1. Dataset Introduction
中文版,English version(current)
Data Annotation Process and Results
The research area of this dataset includes 81 major cities in China (Zhang et al., 2022), with a total area of 983,215 square kilometers. Due to the diverse spatial forms, patterns, and landscapes of these cities, the dataset provides a representative description of the remote sensing landscapes in Chinese urban areas.
During the preparation phase of the annotation task, to adapt to the block (community) scale, we integrated Alibaba's internal iTAG intelligent annotation platform, the Yida platform, and the DataStudio platform. We developed the AliLBS-CUG multi-source spatio-temporal data human-machine collaborative annotation platform (click here to view previous article details).
During the data annotation stage, we proposed a human-machine collaborative framework for dataset construction based on the Data Centric approach. In this framework, the data annotation process is jointly performed by human experts and machines, aiming to improve the quality of the dataset and the performance of models through iterations. The detailed content of this framework will be comprehensively described in our upcoming paper. Stay tuned for more information.
During the data validation stage, we employed a cross-validation method, using 25% of the data among different volunteers for validation, ensuring an accuracy range between 90% and 95%. In the end, we obtained a total of 116,121 data samples, including 44,588 samples for residential land, 8,184 samples for public services, 9,065 samples for commercial services, 27,529 samples for industrial land, and 26,755 samples for agricultural and natural land.
Collaborators
The collaborating partner for this research is Alibaba Group Holding Limited1, which has made significant contributions to our work. These contributions include, but are not limited to, the following:
- Powerful cloud computing support: Alibaba Cloud2, as a cloud computing platform under Alibaba Group, provides robust computing capabilities for handling large-scale datasets and complex algorithms, offering high-performance computing support.
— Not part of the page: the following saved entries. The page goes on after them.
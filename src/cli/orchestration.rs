//! Release preparation workflow
//!
//! Drives every step of a release in a fixed order. Each step is a hard gate:
//! the first error ends the run, and whatever was already done (branch,
//! edited files) is left in place for inspection.

use std::fmt;
use std::path::{Path, PathBuf};

use crate::config::Config;
use crate::domain::ReleaseVersion;
use crate::error::{PrepareError, Result};
use crate::mutators::{self, FileEdit};
use crate::process::{args, CommandRunner};
use crate::ui;

/// Arguments for the prepare workflow
///
/// Mirrors the CLI arguments so the workflow can be driven without clap.
#[derive(Debug, Clone, PartialEq)]
pub struct PrepareWorkflowArgs {
    /// Version exactly as typed, e.g. `0.1.0a7`
    pub version: String,

    /// Validate and plan only; no writes, branches or remote calls
    pub dry_run: bool,
}

/// Result of a successful prepare workflow
#[derive(Debug, Clone, PartialEq)]
pub struct WorkflowResult {
    /// Version in compact form, as supplied
    pub version: String,

    /// Version in dashed form
    pub dashed: String,

    /// Release branch name
    pub branch: String,

    /// Files rewritten (or that would be rewritten in a dry run)
    pub edited: Vec<PathBuf>,

    /// Pull request URL reported by `gh`; `None` for a dry run
    pub pull_request: Option<String>,
}

/// An external command with its full argument vector
#[derive(Debug, Clone, PartialEq, Eq)]
pub struct PlannedCommand {
    pub program: &'static str,
    pub args: Vec<String>,
}

impl PlannedCommand {
    fn new(program: &'static str, args: Vec<String>) -> Self {
        PlannedCommand { program, args }
    }
}

impl fmt::Display for PlannedCommand {
    fn fmt(&self, f: &mut fmt::Formatter<'_>) -> fmt::Result {
        write!(f, "{}", self.program)?;
        for arg in &self.args {
            write!(f, " {}", arg)?;
        }
        Ok(())
    }
}

/// Release preparation over one repository
pub struct Preparer<'a, R: CommandRunner> {
    root: PathBuf,
    config: &'a Config,
    runner: &'a R,
}

impl<'a, R: CommandRunner> Preparer<'a, R> {
    pub fn new<P: AsRef<Path>>(root: P, config: &'a Config, runner: &'a R) -> Self {
        Preparer {
            root: root.as_ref().to_path_buf(),
            config,
            runner,
        }
    }

    /// Run the whole workflow.
    ///
    /// 1. Require a clean working tree
    /// 2. Validate the version
    /// 3. Create the release branch
    /// 4. Rewrite root manifest, dependency pins, packaging descriptor, README pin
    /// 5. Refresh the lock file for the internal packages
    /// 6. Stage, commit, push and open the pull request
    pub fn run(&self, args: &PrepareWorkflowArgs) -> Result<WorkflowResult> {
        self.check_working_tree()?;
        let version = self.validate_version(&args.version)?;
        let branch = self.config.release.branch_for(version.compact());

        if args.dry_run {
            return self.dry_run(&version, branch);
        }

        let lock = self.lock_command()?;

        ui::display_status(&format!("Creating branch {}...", branch));
        self.exec(&self.branch_command(&branch))?;

        let edits = self.edit_files(&version, true)?;

        ui::display_status(&format!("Running {}...", lock));
        self.exec(&lock)?;

        ui::display_status("Committing changes...");
        self.exec(&self.add_command())?;
        self.exec(&self.commit_command(&version))?;

        ui::display_status("Pushing branch...");
        self.exec(&self.push_command(&branch))?;

        ui::display_status("Creating PR...");
        let pr = self.pr_command(&version);
        let url = self.runner.capture(pr.program, &pr.args)?;
        ui::display_success(&format!("Done: {}", url));

        Ok(WorkflowResult {
            version: version.compact().to_string(),
            dashed: version.to_dashed(),
            branch,
            edited: edits.into_iter().map(|e| e.path).collect(),
            pull_request: Some(url),
        })
    }

    /// Fail unless `git status --porcelain` reports nothing.
    pub fn check_working_tree(&self) -> Result<()> {
        ui::begin_step("Checking working tree")?;

        let status = match self.runner.capture("git", &args(["status", "--porcelain"])) {
            Ok(status) => status,
            Err(e) => {
                ui::fail_step("failed");
                return Err(e);
            }
        };

        if !status.is_empty() {
            ui::fail_step("dirty");
            return Err(PrepareError::DirtyWorkingTree);
        }

        ui::finish_step("clean");
        Ok(())
    }

    /// Parse the version and report its dashed form.
    pub fn validate_version(&self, input: &str) -> Result<ReleaseVersion> {
        ui::begin_step(&format!("Validating version {}", input))?;

        match ReleaseVersion::parse(input) {
            Ok(version) => {
                ui::finish_step(&format!("ok (semver: {})", version.to_dashed()));
                Ok(version)
            }
            Err(e) => {
                ui::fail_step("invalid");
                Err(e)
            }
        }
    }

    /// Plan every file edit in order, writing each one right away when `write`
    /// is set.
    ///
    /// Order: root manifest, dependency manifests, packaging descriptor,
    /// documentation pin. The root manifest and dependency pins take the
    /// dashed form, the packaging descriptor keeps the compact form.
    pub fn edit_files(&self, version: &ReleaseVersion, write: bool) -> Result<Vec<FileEdit>> {
        let dashed = version.to_dashed();
        let mut edits = Vec::new();

        let root_manifest = &self.config.root_manifest;
        let edit = mutators::update_section_version(
            &self.root,
            &root_manifest.path,
            &root_manifest.section,
            &dashed,
        )?;
        edits.push(self.commit_edit(edit, write)?);

        for manifest in &self.config.dependencies.manifests {
            let edit = mutators::update_dependency_versions(
                &self.root,
                manifest,
                &self.config.dependencies.packages,
                &dashed,
            )?;
            edits.push(self.commit_edit(edit, write)?);
        }

        let packaging = &self.config.packaging;
        let edit = mutators::update_section_version(
            &self.root,
            &packaging.path,
            &packaging.section,
            version.compact(),
        )?;
        edits.push(self.commit_edit(edit, write)?);

        let edit = mutators::update_revision_pin(
            &self.root,
            &self.config.readme,
            &format!("v{}", dashed),
        )?;
        edits.push(self.commit_edit(edit, write)?);

        Ok(edits)
    }

    fn commit_edit(&self, edit: FileEdit, write: bool) -> Result<FileEdit> {
        if write {
            ui::display_status(&format!("Updating {}", edit.summary));
            edit.apply(&self.root)?;
        } else {
            ui::display_edit(&edit.summary);
        }
        Ok(edit)
    }

    fn dry_run(&self, version: &ReleaseVersion, branch: String) -> Result<WorkflowResult> {
        ui::display_status("Dry run: planned edits");
        let edits = self.edit_files(version, false)?;

        ui::display_status("Dry run: commands that would run");
        for command in self.planned_commands(version, &branch)? {
            ui::display_planned_command(&command.to_string());
        }

        Ok(WorkflowResult {
            version: version.compact().to_string(),
            dashed: version.to_dashed(),
            branch,
            edited: edits.into_iter().map(|e| e.path).collect(),
            pull_request: None,
        })
    }

    /// Every command a real run issues after validation, in order.
    pub fn planned_commands(
        &self,
        version: &ReleaseVersion,
        branch: &str,
    ) -> Result<Vec<PlannedCommand>> {
        Ok(vec![
            self.branch_command(branch),
            self.lock_command()?,
            self.add_command(),
            self.commit_command(version),
            self.push_command(branch),
            self.pr_command(version),
        ])
    }

    fn exec(&self, command: &PlannedCommand) -> Result<()> {
        self.runner.run(command.program, &command.args)
    }

    fn branch_command(&self, branch: &str) -> PlannedCommand {
        PlannedCommand::new("git", args(["checkout", "-b", branch]))
    }

    /// `cargo update` scoped to the internal packages; never the whole lock file.
    fn lock_command(&self) -> Result<PlannedCommand> {
        if self.config.lock.packages.is_empty() {
            return Err(PrepareError::config("No lock packages configured"));
        }

        let mut lock_args = args(["update"]);
        for package in &self.config.lock.packages {
            lock_args.push("-p".to_string());
            lock_args.push(package.clone());
        }
        Ok(PlannedCommand::new("cargo", lock_args))
    }

    fn add_command(&self) -> PlannedCommand {
        let mut add_args = args(["add"]);
        add_args.extend(
            self.config
                .target_files()
                .iter()
                .map(|p| p.to_string_lossy().to_string()),
        );
        PlannedCommand::new("git", add_args)
    }

    fn commit_command(&self, version: &ReleaseVersion) -> PlannedCommand {
        let message = self.config.release.commit_message_for(version.compact());
        PlannedCommand::new("git", args(["commit".to_string(), "-m".to_string(), message]))
    }

    fn push_command(&self, branch: &str) -> PlannedCommand {
        PlannedCommand::new(
            "git",
            args(["push", "-u", self.config.release.remote.as_str(), branch]),
        )
    }

    fn pr_command(&self, version: &ReleaseVersion) -> PlannedCommand {
        let release = &self.config.release;
        PlannedCommand::new(
            "gh",
            args([
                "pr".to_string(),
                "create".to_string(),
                "--title".to_string(),
                release.pr_title_for(version.compact()),
                "--body".to_string(),
                release.pr_body_for(version.compact()),
            ]),
        )
    }
}

/// Run the prepare workflow with the given runner.
pub fn run_prepare_workflow<R: CommandRunner>(
    args: &PrepareWorkflowArgs,
    root: &Path,
    config: &Config,
    runner: &R,
) -> Result<WorkflowResult> {
    Preparer::new(root, config, runner).run(args)
}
- High-precision mapping data support: Amap3, a subsidiary of Alibaba Group, is one of the world's leading digital map service providers. They provide high-precision mapping data, offering accurate geographic locations and features for dataset annotation.
- Data platform and cutting-edge algorithm support: Alibaba Group's data platform4 (now divided into departments like Aicheng Technology) is an integrated platform for data management, data applications, and data services. It integrates abundant data resources and data services. The collaborating LBS (Location-Based Services) team has extensive experience and technical expertise in artificial intelligence and machine learning, including image recognition, natural language processing, and other areas, providing strong support for the research work.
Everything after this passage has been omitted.